JP2921014B2 - Digital PLL - Google Patents

Description

DETAILED DESCRIPTION OF THE INVENTION [Industrial application] The present invention relates to a digital PL suitable for forming a clock based on a reproduced EFM signal of a compact disk.
About L.

[Summary of the Invention]

The present invention provides, for example, a digital PLL for forming a clock based on a reproduced EFM signal of a compact disk, by setting a dead zone in a short pattern in a measurement range of a cycle without deteriorating an error rate even with a disk having poor asymmetry. It can be played.

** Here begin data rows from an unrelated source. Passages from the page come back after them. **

//! 运营指标
//!
//! 把看板快照转换为 Prometheus 指标。

use anyhow::Result;
use prometheus::{Encoder, Gauge, IntCounter, IntGauge, IntGaugeVec, Opts, Registry, TextEncoder};
use samu_core::{OccurrenceState, VehicleStatus};
use samu_dispatch::DashboardSnapshot;

/// 调度指标收集器
#[derive(Debug, Clone)]
pub struct DispatchMetrics {
    /// Prometheus指标注册表
    registry: Registry,
    occurrences_by_state: IntGaugeVec,
    occurrences_by_priority: IntGaugeVec,
    vehicles_by_status: IntGaugeVec,
    vehicle_availability_percent: Gauge,
    average_regulation_minutes: Gauge,
    active_alerts: IntGauge,
    snapshots_total: IntCounter,
}

impl DispatchMetrics {
    pub fn new() -> Result<Self> {
        let registry = Registry::new_custom(Some("samu".to_string()), None)?;

        let occurrences_by_state = IntGaugeVec::new(
            Opts::new("occurrences", "Occurrences created in the dashboard window by state"),
            &["state"],
        )?;
        let occurrences_by_priority = IntGaugeVec::new(
            Opts::new(
                "occurrences_by_priority",
                "Occurrences created in the dashboard window by priority",
            ),
            &["priority"],
        )?;
        let vehicles_by_status = IntGaugeVec::new(
            Opts::new("vehicles", "Active vehicles by status"),
            &["status"],
        )?;
        let vehicle_availability_percent = Gauge::with_opts(Opts::new(
            "vehicle_availability_percent",
            "Share of active vehicles that are available",
        ))?;
        let average_regulation_minutes = Gauge::with_opts(Opts::new(
            "average_regulation_minutes",
            "Average time from regulation start to finish",
        ))?;
        let active_alerts = IntGauge::with_opts(Opts::new(
            "dashboard_alerts",
            "Alerts raised by the latest dashboard snapshot",
        ))?;
        let snapshots_total = IntCounter::with_opts(Opts::new(
            "dashboard_snapshots_total",
            "Dashboard snapshots observed",
        ))?;

        // 注册所有指标
        registry.register(Box::new(occurrences_by_state.clone()))?;
        registry.register(Box::new(occurrences_by_priority.clone()))?;
        registry.register(Box::new(vehicles_by_status.clone()))?;
        registry.register(Box::new(vehicle_availability_percent.clone()))?;
        registry.register(Box::new(average_regulation_minutes.clone()))?;
        registry.register(Box::new(active_alerts.clone()))?;
        registry.register(Box::new(snapshots_total.clone()))?;

        Ok(Self {
            registry,
            occurrences_by_state,
            occurrences_by_priority,
            vehicles_by_status,
            vehicle_availability_percent,
            average_regulation_minutes,
            active_alerts,
            snapshots_total,
        })
    }

    /// 用看板快照更新指标
    pub fn observe(&self, snapshot: &DashboardSnapshot) {
        for state in OccurrenceState::all() {
            let count = snapshot.occurrences_by_state.get(&state).copied().unwrap_or(0);
            self.occurrences_by_state
                .with_label_values(&[state.as_str()])
                .set(count as i64);
        }
        for (priority, count) in &snapshot.occurrences_by_priority {
            self.occurrences_by_priority
                .with_label_values(&[&priority.level().to_string()])
                .set(*count as i64);
        }
        for status in VehicleStatus::all() {
            let count = snapshot.vehicles_by_status.get(&status).copied().unwrap_or(0);
            self.vehicles_by_status
                .with_label_values(&[status.as_str()])
                .set(count as i64);
        }

        self.vehicle_availability_percent
            .set(snapshot.availability_percent);
        self.average_regulation_minutes
            .set(snapshot.average_regulation_minutes.unwrap_or(0.0));
        self.active_alerts.set(snapshot.alerts.len() as i64);
        self.snapshots_total.inc();

        tracing::debug!(
            "Metrics updated: {} vehicles, {:.1}% available, {} alerts",
            snapshot.total_vehicles,
            snapshot.availability_percent,
            snapshot.alerts.len()
        );
    }

    /// 获取Prometheus文本格式指标
    pub fn get_prometheus_metrics(&self) -> Result<String> {
        let encoder = TextEncoder::new();
        let metric_families = self.registry.gather();
        let mut buffer = Vec::new();
        encoder.encode(&metric_families, &mut buffer)?;

        Ok(String::from_utf8(buffer)?)
    }
}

The present invention provides, for example, a digital PLL for forming a clock based on a reproduced EFM signal of a compact disk, by making the weight in a short pattern smaller than a theoretical value, thereby reproducing a disk with poor asymmetry without deteriorating an error rate. It is made possible.

[Conventional technology]

A digital PLL is used to form a clock based on a reproduced EFM (8-14 modulation) signal from a compact disc.

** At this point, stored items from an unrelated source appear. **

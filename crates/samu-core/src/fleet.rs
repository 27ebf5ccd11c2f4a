//! 车辆与派遣记录模型

use chrono::{DateTime, NaiveDate, Utc};
use serde::{Deserialize, Serialize};
use std::collections::HashSet;
use uuid::Uuid;

use crate::error::{Result, SamuError};
use crate::models::Coordinates;

/// 车辆类型
#[derive(Debug, Clone, Copy, Serialize, Deserialize, PartialEq, Eq, PartialOrd, Ord, Hash)]
pub enum VehicleType {
    Basic,      // 基础生命支持
    Advanced,   // 高级生命支持
    Icu,        // 移动ICU
    Air,        // 航空救护
    Motorcycle, // 摩托急救
}

impl VehicleType {
    /// 出车所需的最低机组角色
    pub fn minimum_crew(&self) -> &'static [CrewRole] {
        match self {
            VehicleType::Basic => &[CrewRole::Driver, CrewRole::Technician],
            VehicleType::Advanced => &[CrewRole::Driver, CrewRole::Physician, CrewRole::Nurse],
            VehicleType::Icu => &[
                CrewRole::Driver,
                CrewRole::Physician,
                CrewRole::Nurse,
                CrewRole::Technician,
            ],
            VehicleType::Air => &[CrewRole::Pilot, CrewRole::Physician, CrewRole::Nurse],
            VehicleType::Motorcycle => &[CrewRole::Technician],
        }
    }

    pub fn all() -> Vec<VehicleType> {
        vec![
            VehicleType::Basic,
            VehicleType::Advanced,
            VehicleType::Icu,
            VehicleType::Air,
            VehicleType::Motorcycle,
        ]
    }
}

/// 机组角色
#[derive(Debug, Clone, Copy, Serialize, Deserialize, PartialEq, Eq, Hash)]
pub enum CrewRole {
    Driver,
    Pilot,
    Physician,
    Nurse,
    Technician,
}

/// 机组成员
#[derive(Debug, Clone, Serialize, Deserialize, PartialEq)]
pub struct CrewMember {
    pub operator_id: Uuid,
    pub name: String,
    pub role: CrewRole,
    pub active: bool,
}

/// 设备状态
#[derive(Debug, Clone, Copy, Serialize, Deserialize, PartialEq, Eq, Hash)]
pub enum EquipmentStatus {
    Operational,
    Maintenance,
    Expired,
    Unavailable,
}

/// 车载设备
#[derive(Debug, Clone, Serialize, Deserialize, PartialEq)]
pub struct EquipmentItem {
    pub id: Uuid,
    pub name: String,
    pub category: String,
    pub status: EquipmentStatus,
    pub expires_on: Option<NaiveDate>,
    pub next_calibration_on: Option<NaiveDate>,
}

impl EquipmentItem {
    pub fn operational(name: impl Into<String>, category: impl Into<String>) -> Self {
        Self {
            id: Uuid::new_v4(),
            name: name.into(),
            category: category.into(),
            status: EquipmentStatus::Operational,
            expires_on: None,
            next_calibration_on: None,
        }
    }

    /// 状态为可用且未过期
    pub fn is_operational(&self, today: NaiveDate) -> bool {
        self.status == EquipmentStatus::Operational
            && self.expires_on.map_or(true, |expires| expires >= today)
    }

    /// 15天内需要校准
    pub fn needs_calibration(&self, today: NaiveDate) -> bool {
        self.next_calibration_on
            .map_or(false, |date| date < today + chrono::Duration::days(15))
    }
}

/// 车辆全局状态
#[derive(Debug, Clone, Copy, Serialize, Deserialize, PartialEq, Eq, PartialOrd, Ord, Hash)]
pub enum VehicleStatus {
    Available,    // 待命
    EnRoute,      // 前往现场
    AtScene,      // 到达现场
    Transporting, // 转运中
    Maintenance,  // 维护
    Broken,       // 故障
    Unavailable,  // 暂不可用
}

impl VehicleStatus {
    /// 执行任务中的状态
    pub fn is_operating(&self) -> bool {
        matches!(
            self,
            VehicleStatus::EnRoute | VehicleStatus::AtScene | VehicleStatus::Transporting
        )
    }

    /// 行政状态，可在任何状态下设置
    pub fn is_administrative(&self) -> bool {
        matches!(
            self,
            VehicleStatus::Maintenance | VehicleStatus::Broken | VehicleStatus::Unavailable
        )
    }

    /// 在该状态下的最长预期停留时间（分钟），None 表示不限
    pub fn max_dwell_minutes(&self) -> Option<i64> {
        match self {
            VehicleStatus::Available => None,
            VehicleStatus::EnRoute => Some(30),
            VehicleStatus::AtScene => Some(45),
            VehicleStatus::Transporting => Some(60),
            VehicleStatus::Maintenance => Some(480),
            VehicleStatus::Broken => None,
            VehicleStatus::Unavailable => Some(120),
        }
    }

    pub fn as_str(&self) -> &'static str {
        match self {
            VehicleStatus::Available => "AVAILABLE",
            VehicleStatus::EnRoute => "EN_ROUTE",
            VehicleStatus::AtScene => "AT_SCENE",
            VehicleStatus::Transporting => "TRANSPORTING",
            VehicleStatus::Maintenance => "MAINTENANCE",
            VehicleStatus::Broken => "BROKEN",
            VehicleStatus::Unavailable => "UNAVAILABLE",
        }
    }

    pub fn all() -> Vec<VehicleStatus> {
        vec![
            VehicleStatus::Available,
            VehicleStatus::EnRoute,
            VehicleStatus::AtScene,
            VehicleStatus::Transporting,
            VehicleStatus::Maintenance,
            VehicleStatus::Broken,
            VehicleStatus::Unavailable,
        ]
    }
}

/// 派遣记录本地状态
#[derive(Debug, Clone, Copy, Serialize, Deserialize, PartialEq, Eq, Hash)]
pub enum AssignmentStatus {
    EnRoute,
    AtScene,
    Transporting,
    Released,  // 正常释放回基地
    Withdrawn, // 因行政状态变更而撤回
}

impl AssignmentStatus {
    pub fn is_active(&self) -> bool {
        !matches!(self, AssignmentStatus::Released | AssignmentStatus::Withdrawn)
    }

    /// 执勤中对应的车辆全局状态
    pub fn vehicle_status(&self) -> Option<VehicleStatus> {
        match self {
            AssignmentStatus::EnRoute => Some(VehicleStatus::EnRoute),
            AssignmentStatus::AtScene => Some(VehicleStatus::AtScene),
            AssignmentStatus::Transporting => Some(VehicleStatus::Transporting),
            AssignmentStatus::Released | AssignmentStatus::Withdrawn => None,
        }
    }

    pub fn from_vehicle_status(status: VehicleStatus) -> Option<Self> {
        match status {
            VehicleStatus::EnRoute => Some(AssignmentStatus::EnRoute),
            VehicleStatus::AtScene => Some(AssignmentStatus::AtScene),
            VehicleStatus::Transporting => Some(AssignmentStatus::Transporting),
            _ => None,
        }
    }
}

/// 车辆当前执勤信息
#[derive(Debug, Clone, Copy, Serialize, Deserialize, PartialEq, Eq)]
pub struct Duty {
    pub assignment_id: Uuid,
    pub occurrence_id: Uuid,
    pub status: AssignmentStatus,
}

/// 车辆档案
#[derive(Debug, Clone, Serialize, Deserialize, PartialEq)]
pub struct Vehicle {
    pub id: Uuid,
    pub plate: String,
    pub vehicle_type: VehicleType,
    pub base_id: Uuid,
    pub base_location: Option<Coordinates>,
    /// 不执勤时的状态
    pub standby_status: VehicleStatus,
    pub duty: Option<Duty>,
    pub crew: Vec<CrewMember>,
    pub equipment: Vec<EquipmentItem>,
    pub odometer_km: u32,
    pub fuel_percent: f32,
    pub notes: String,
    pub active: bool,
    pub status_since: DateTime<Utc>,
}

impl Vehicle {
    pub fn new(
        plate: impl Into<String>,
        vehicle_type: VehicleType,
        base_id: Uuid,
        base_location: Option<Coordinates>,
    ) -> Self {
        Self {
            id: Uuid::new_v4(),
            plate: plate.into(),
            vehicle_type,
            base_id,
            base_location,
            standby_status: VehicleStatus::Available,
            duty: None,
            crew: Vec::new(),
            equipment: Vec::new(),
            odometer_km: 0,
            fuel_percent: 100.0,
            notes: String::new(),
            active: true,
            status_since: Utc::now(),
        }
    }

    /// 全局状态：执勤时由派遣记录决定，否则为待命状态
    pub fn status(&self) -> VehicleStatus {
        self.duty
            .and_then(|duty| duty.status.vehicle_status())
            .unwrap_or(self.standby_status)
    }

    pub fn is_dispatchable(&self) -> bool {
        self.active && self.duty.is_none() && self.status() == VehicleStatus::Available
    }

    pub fn active_roles(&self) -> HashSet<CrewRole> {
        self.crew.iter().filter(|c| c.active).map(|c| c.role).collect()
    }

    /// 已到岗的最低机组角色比例
    pub fn crew_completeness(&self) -> f64 {
        let required = self.vehicle_type.minimum_crew();
        if required.is_empty() {
            return 1.0;
        }
        let active = self.active_roles();
        let present = required.iter().filter(|role| active.contains(*role)).count();
        present as f64 / required.len() as f64
    }

    /// 可用设备比例，没有设备时为 None
    pub fn operational_equipment_ratio(&self, today: NaiveDate) -> Option<f64> {
        if self.equipment.is_empty() {
            return None;
        }
        let ok = self
            .equipment
            .iter()
            .filter(|item| item.is_operational(today))
            .count();
        Some(ok as f64 / self.equipment.len() as f64)
    }

    pub fn crew_member(&self, role: CrewRole) -> Option<Uuid> {
        self.crew
            .iter()
            .find(|c| c.active && c.role == role)
            .map(|c| c.operator_id)
    }
}

/// 时间线节点，按发生顺序排列
#[derive(Debug, Clone, Copy, Serialize, Deserialize, PartialEq, Eq, PartialOrd, Ord, Hash)]
pub enum TimelineStep {
    Dispatched,
    DepartedBase,
    ArrivedAtScene,
    DepartedScene,
    ArrivedAtFacility,
    Released,
}

/// 派遣时间线
#[derive(Debug, Clone, Default, Serialize, Deserialize, PartialEq)]
pub struct AssignmentTimeline {
    pub dispatched_at: Option<DateTime<Utc>>,
    pub departed_base_at: Option<DateTime<Utc>>,
    pub arrived_scene_at: Option<DateTime<Utc>>,
    pub departed_scene_at: Option<DateTime<Utc>>,
    pub arrived_facility_at: Option<DateTime<Utc>>,
    pub released_at: Option<DateTime<Utc>>,
}

impl AssignmentTimeline {
    const STEPS: [TimelineStep; 6] = [
        TimelineStep::Dispatched,
        TimelineStep::DepartedBase,
        TimelineStep::ArrivedAtScene,
        TimelineStep::DepartedScene,
        TimelineStep::ArrivedAtFacility,
        TimelineStep::Released,
    ];

    pub fn get(&self, step: TimelineStep) -> Option<DateTime<Utc>> {
        match step {
            TimelineStep::Dispatched => self.dispatched_at,
            TimelineStep::DepartedBase => self.departed_base_at,
            TimelineStep::ArrivedAtScene => self.arrived_scene_at,
            TimelineStep::DepartedScene => self.departed_scene_at,
            TimelineStep::ArrivedAtFacility => self.arrived_facility_at,
            TimelineStep::Released => self.released_at,
        }
    }

    fn slot(&mut self, step: TimelineStep) -> &mut Option<DateTime<Utc>> {
        match step {
            TimelineStep::Dispatched => &mut self.dispatched_at,
            TimelineStep::DepartedBase => &mut self.departed_base_at,
            TimelineStep::ArrivedAtScene => &mut self.arrived_scene_at,
            TimelineStep::DepartedScene => &mut self.departed_scene_at,
            TimelineStep::ArrivedAtFacility => &mut self.arrived_facility_at,
            TimelineStep::Released => &mut self.released_at,
        }
    }

    /// 记录时间节点；已记录的节点之间必须单调不减
    pub fn stamp(&mut self, step: TimelineStep, at: DateTime<Utc>) -> Result<()> {
        if self.get(step).is_some() {
            return Err(SamuError::Validation(format!(
                "timeline step {:?} already recorded",
                step
            )));
        }
        for other in Self::STEPS {
            let Some(recorded) = self.get(other) else {
                continue;
            };
            if (other < step && recorded > at) || (other > step && recorded < at) {
                return Err(SamuError::Validation(format!(
                    "timeline step {:?} at {} conflicts with {:?} at {}",
                    step, at, other, recorded
                )));
            }
        }
        *self.slot(step) = Some(at);
        Ok(())
    }

    /// 最近一次记录的时间
    pub fn latest(&self) -> Option<DateTime<Utc>> {
        Self::STEPS.iter().filter_map(|step| self.get(*step)).max()
    }

    pub fn is_monotonic(&self) -> bool {
        let stamps: Vec<_> = Self::STEPS.iter().filter_map(|step| self.get(*step)).collect();
        stamps.windows(2).all(|pair| pair[0] <= pair[1])
    }
}

/// 派遣时的机组
#[derive(Debug, Clone, Default, Serialize, Deserialize, PartialEq)]
pub struct AssignedCrew {
    pub driver: Option<Uuid>,
    pub physician: Option<Uuid>,
    pub nurse: Option<Uuid>,
    pub technician: Option<Uuid>,
}

impl AssignedCrew {
    pub fn from_vehicle(vehicle: &Vehicle) -> Self {
        Self {
            driver: vehicle
                .crew_member(CrewRole::Driver)
                .or_else(|| vehicle.crew_member(CrewRole::Pilot)),
            physician: vehicle.crew_member(CrewRole::Physician),
            nurse: vehicle.crew_member(CrewRole::Nurse),
            technician: vehicle.crew_member(CrewRole::Technician),
        }
    }
}

/// 一辆车参与一个事件的记录
#[derive(Debug, Clone, Serialize, Deserialize, PartialEq)]
pub struct VehicleAssignment {
    pub id: Uuid,
    pub occurrence_id: Uuid,
    pub vehicle_id: Uuid,
    pub plate: String,
    pub vehicle_type: VehicleType,
    pub status: AssignmentStatus,
    pub timeline: AssignmentTimeline,
    pub position: Option<Coordinates>,
    pub crew: AssignedCrew,
    pub odometer_start: u32,
    pub odometer_end: Option<u32>,
    pub rating: Option<u8>, // 1-5
    pub complications: Option<String>,
}

/// 登记新车辆
#[derive(Debug, Clone, Serialize, Deserialize)]
pub struct NewVehicle {
    pub plate: String,
    pub vehicle_type: VehicleType,
    pub base_id: Uuid,
    pub base_location: Option<Coordinates>,
    pub crew: Vec<CrewMember>,
    pub equipment: Vec<EquipmentItem>,
    pub odometer_km: u32,
    pub fuel_percent: f32,
    pub notes: Option<String>,
}

impl NewVehicle {
    pub fn validate(&self) -> Result<()> {
        if self.plate.trim().is_empty() {
            return Err(SamuError::Validation("plate is required".to_string()));
        }
        if !(0.0..=100.0).contains(&self.fuel_percent) {
            return Err(SamuError::Validation(format!(
                "fuel level out of range: {}",
                self.fuel_percent
            )));
        }
        if let Some(location) = &self.base_location {
            location.validate()?;
        }
        Ok(())
    }

    pub fn into_vehicle(self, now: DateTime<Utc>) -> Vehicle {
        Vehicle {
            id: Uuid::new_v4(),
            plate: self.plate,
            vehicle_type: self.vehicle_type,
            base_id: self.base_id,
            base_location: self.base_location,
            standby_status: VehicleStatus::Available,
            duty: None,
            crew: self.crew,
            equipment: self.equipment,
            odometer_km: self.odometer_km,
            fuel_percent: self.fuel_percent,
            notes: self.notes.unwrap_or_default(),
            active: true,
            status_since: now,
        }
    }
}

In a digital PLL, a digitally controlled oscillator whose oscillation frequency is controlled according to setting data is used. When forming a clock based on a reproduced EFM signal with a digital PLL, the phase difference between the phase of the reproduced EFM signal and the phase of the output signal of the digitally controlled oscillator is measured by a counter, and the oscillation frequency of the digitally controlled oscillator is controlled by this phase difference. Is done. Since the reproduced EFM signal contains a jitter component, a frequency control loop is required together with such a phase control loop. The frequency difference of the reproduced EFM signal is detected by measuring the period between the changing points of the EFM signal with a counter. The digitally controlled oscillator is controlled according to this frequency.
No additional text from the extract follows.